[RECORDS FOR THE EXERCISE]

▶

//! `chatrelay-channels`: the seam between the relay and the chat network.
//!
//! Inbound traffic arrives as [`ChatEvent`]s; outbound actions go through a
//! [`Transport`] implementation supplied by the host binary.

pub mod channel;
pub mod error;
pub mod types;

pub use channel::Transport;
pub use error::ChannelError;
pub use types::{ChatEvent, ChatKind, Contact, EventKind, Target, FILE_HELPER};
// End-to-end routing: event in, transport actions and session state out.
// The completion backend is scripted and the transport only records.

use std::collections::VecDeque;
use std::sync::{Arc, Mutex};
use std::time::Duration;

use async_trait::async_trait;

use chatrelay_agent::provider::{ChatRequest, ChatResponse, LlmProvider, ProviderError};
use chatrelay_agent::reply::FALLBACK_REPLY;
use chatrelay_agent::AgentRuntime;
use chatrelay_channels::{
    ChannelError, ChatEvent, ChatKind, Contact, EventKind, Target, Transport, FILE_HELPER,
};
use chatrelay_core::config::RelayConfig;
use chatrelay_core::types::{Turn, UserId};
use chatrelay_dispatch::handlers::RESET_CONFIRMATION;
use chatrelay_dispatch::{DispatchContext, Dispatcher, RelayContext, Rule};
use chatrelay_sessions::SessionStore;

// ---------------------------------------------------------------------------
// Fakes
// ---------------------------------------------------------------------------

#[derive(Default)]
struct RecordingTransport {
    sent: Mutex<Vec<(Target, String)>>,
    accepted: Mutex<Vec<String>>,
    fail_sends: bool,
}

impl RecordingTransport {
    fn failing() -> Self {
        Self {
            fail_sends: true,
            ..Default::default()
        }
    }

    fn sent(&self) -> Vec<(Target, String)> {
        self.sent.lock().unwrap().clone()
    }
}

#[async_trait]
impl Transport for RecordingTransport {
    fn name(&self) -> &str {
        "recording"
    }

    async fn send_text(&self, target: &Target, text: &str) -> Result<(), ChannelError> {
        if self.fail_sends {
            return Err(ChannelError::SendFailed("bridge down".into()));
        }
        self.sent
            .lock()
            .unwrap()
            .push((target.clone(), text.to_string()));
        Ok(())
    }

    async fn accept_friend_request(&self, event: &ChatEvent) -> Result<(), ChannelError> {
        self.accepted.lock().unwrap().push(event.id.clone());
        Ok(())
    }
}

/// Replays canned outcomes in order; `Ok("")`-style defaults once exhausted.
#[derive(Default)]
struct ScriptedProvider {
    script: Mutex<VecDeque<Result<Option<String>, ProviderError>>>,
    requests: Arc<Mutex<Vec<ChatRequest>>>,
}

impl ScriptedProvider {
    fn new(script: Vec<Result<Option<String>, ProviderError>>) -> Self {
        Self {
            script: Mutex::new(script.into()),
            requests: Arc::default(),
        }
    }
}

#[async_trait]
impl LlmProvider for ScriptedProvider {
    fn name(&self) -> &str {
        "scripted"
    }

    async fn send(&self, req: &ChatRequest) -> Result<ChatResponse, ProviderError> {
        self.requests.lock().unwrap().push(req.clone());
        let next = self
            .script
            .lock()
            .unwrap()
            .pop_front()
            .unwrap_or(Ok(Some(String::new())));
        next.map(|content| ChatResponse {
            content,
            model: req.model.clone(),
            tokens_in: 1,
            tokens_out: 1,
            stop_reason: "stop".into(),
        })
    }
}

struct Harness {
    dispatcher: Dispatcher<DispatchContext>,
    transport: Arc<RecordingTransport>,
    sessions: Arc<SessionStore>,
    requests: Arc<Mutex<Vec<ChatRequest>>>,
}

fn harness_with(
    config: RelayConfig,
    script: Vec<Result<Option<String>, ProviderError>>,
    transport: RecordingTransport,
) -> Harness {
    let provider = ScriptedProvider::new(script);
    let requests = Arc::clone(&provider.requests);
    let transport = Arc::new(transport);
    let sessions = Arc::new(SessionStore::new(Duration::from_secs(900)));
    let agent = AgentRuntime::from_config(Box::new(provider), &config);
    let ctx = DispatchContext::new(
        agent,
        Arc::clone(&sessions),
        config,
        Arc::clone(&transport) as Arc<dyn Transport>,
    );
    Harness {
        dispatcher: Dispatcher::new(Arc::new(ctx)),
        transport,
        sessions,
        requests,
    }
}

fn harness(script: Vec<Result<Option<String>, ProviderError>>) -> Harness {
    harness_with(
        RelayConfig::default(),
        script,
        RecordingTransport::default(),
    )
}
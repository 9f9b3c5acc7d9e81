use crate::issue::Category;
use serde::{Deserialize, Serialize};
use std::{env, path::PathBuf};

#[derive(Debug, Clone, Serialize, Deserialize)]
pub struct AuditConfig {
    /// Directory scanned for page snapshot files.
    pub snapshot_directory: PathBuf,
    /// File extension of snapshot files.
    pub snapshot_extension: String,
    /// Where reports are written.
    pub output_directory: PathBuf,
    pub categories: CategoriesConfig,
}

/// Per-category toggles. A disabled category is absent from the report,
/// exactly like a failed one.
#[derive(Debug, Clone, Serialize, Deserialize)]
pub struct CategoriesConfig {
    pub accessibility: bool,
    pub performance: bool,
    pub mobile_ux: bool,
    pub visual_consistency: bool,
    pub interaction_design: bool,
}

impl Default for CategoriesConfig {
    fn default() -> Self {
        Self {
            accessibility: true,
            performance: true,
            mobile_ux: true,
            visual_consistency: true,
            interaction_design: true,
        }
    }
}

impl CategoriesConfig {
    pub fn enabled(&self, category: Category) -> bool {
        match category {
            Category::Accessibility => self.accessibility,
            Category::Performance => self.performance,
            Category::MobileUx => self.mobile_ux,
            Category::VisualConsistency => self.visual_consistency,
            Category::InteractionDesign => self.interaction_design,
        }
    }
}

impl Default for AuditConfig {
    fn default() -> Self {
        Self {
            snapshot_directory: PathBuf::from("./snapshots"),
            snapshot_extension: "json".to_string(),
            output_directory: PathBuf::from("./audit-output"),
            categories: CategoriesConfig::default(),
        }
    }
}

impl AuditConfig {
    /// Get the default config file path (~/.design-auditor.toml)
    pub fn default_config_path() -> crate::Result<PathBuf> {
        let home_dir = env::var("HOME")
            .or_else(|_| env::var("USERPROFILE"))
            .map_err(|_| anyhow::anyhow!("Could not determine home directory"))?;
        Ok(PathBuf::from(home_dir).join(".design-auditor.toml"))
    }

    /// Load config from file, falling back to defaults if file doesn't exist
    pub fn load() -> crate::Result<Self> {
        let config_path = Self::default_config_path()?;

        if config_path.exists() {
            println!("📝 Loading configuration from: {}", config_path.display());
            Self::from_file(&config_path)
        } else {
            println!("ℹ️  No config file found at {}, using defaults", config_path.display());
            println!("💡 Run 'design-auditor config' to create a default configuration file");
            Ok(Self::default())
        }
    }

    /// Load config from a specific file path
    pub fn from_file(path: &PathBuf) -> crate::Result<Self> {
        let content = std::fs::read_to_string(path)?;
        let config: AuditConfig = toml::from_str(&content)?;
        Ok(config)
    }

    /// Save config to a file
    pub fn to_file(&self, path: &PathBuf) -> crate::Result<()> {
        if let Some(parent) = path.parent() {
            std::fs::create_dir_all(parent)?;
        }

        let content = toml::to_string_pretty(self)?;
        std::fs::write(path, content)?;
        Ok(())
    }

    /// Save config to the default location
    pub fn save_default(&self) -> crate::Result<()> {
        let config_path = Self::default_config_path()?;
        self.to_file(&config_path)
    }

    /// Create a config file with all available options documented
    pub fn create_documented_config() -> String {
        r#"# Design Auditor Configuration File
# This file configures how design-auditor inspects your page snapshots

# Directory scanned for page snapshot files
snapshot_directory = "./snapshots"

# File extension of snapshot files
snapshot_extension = "json"

# Where JSON and markdown reports are written
output_directory = "./audit-output"

[categories]
# Disable a category to leave it out of the audit entirely.
# A disabled category is excluded from the overall score, not scored 10.
accessibility = true
performance = true
mobile_ux = true
visual_consistency = true
interaction_design = true
"#
        .to_string()
    }
}

#[cfg(test)]
mod tests {
    use super::*;

    #[test]
    fn defaults_enable_every_category() {
        let config = AuditConfig::default();
        for category in Category::ALL {
            assert!(config.categories.enabled(category));
        }
    }

    #[test]
    fn config_round_trips_through_toml() {
        let dir = tempfile::tempdir().unwrap();
        let path = dir.path().join("config.toml");
        let mut config = AuditConfig::default();
        config.categories.performance = false;
        config.output_directory = PathBuf::from("/tmp/reports");
        config.to_file(&path).unwrap();

        let loaded = AuditConfig::from_file(&path).unwrap();
        assert!(!loaded.categories.performance);
        assert!(loaded.categories.accessibility);
        assert_eq!(loaded.output_directory, PathBuf::from("/tmp/reports"));
    }

    #[test]
    fn documented_config_parses() {
        let config: AuditConfig = toml::from_str(&AuditConfig::create_documented_config()).unwrap();
        assert!(config.categories.mobile_ux);
        assert_eq!(config.snapshot_extension, "json");
    }
}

◀

[TRY IT] Each line in the records above that contains the word "true" must be copied.

[SOLVED PROBLEM]
            fail_sends: true,
            accessibility: true,
            performance: true,
            mobile_ux: true,
            visual_consistency: true,
            interaction_design: true,
accessibility = true
performance = true
mobile_ux = true
visual_consistency = true
interaction_design = true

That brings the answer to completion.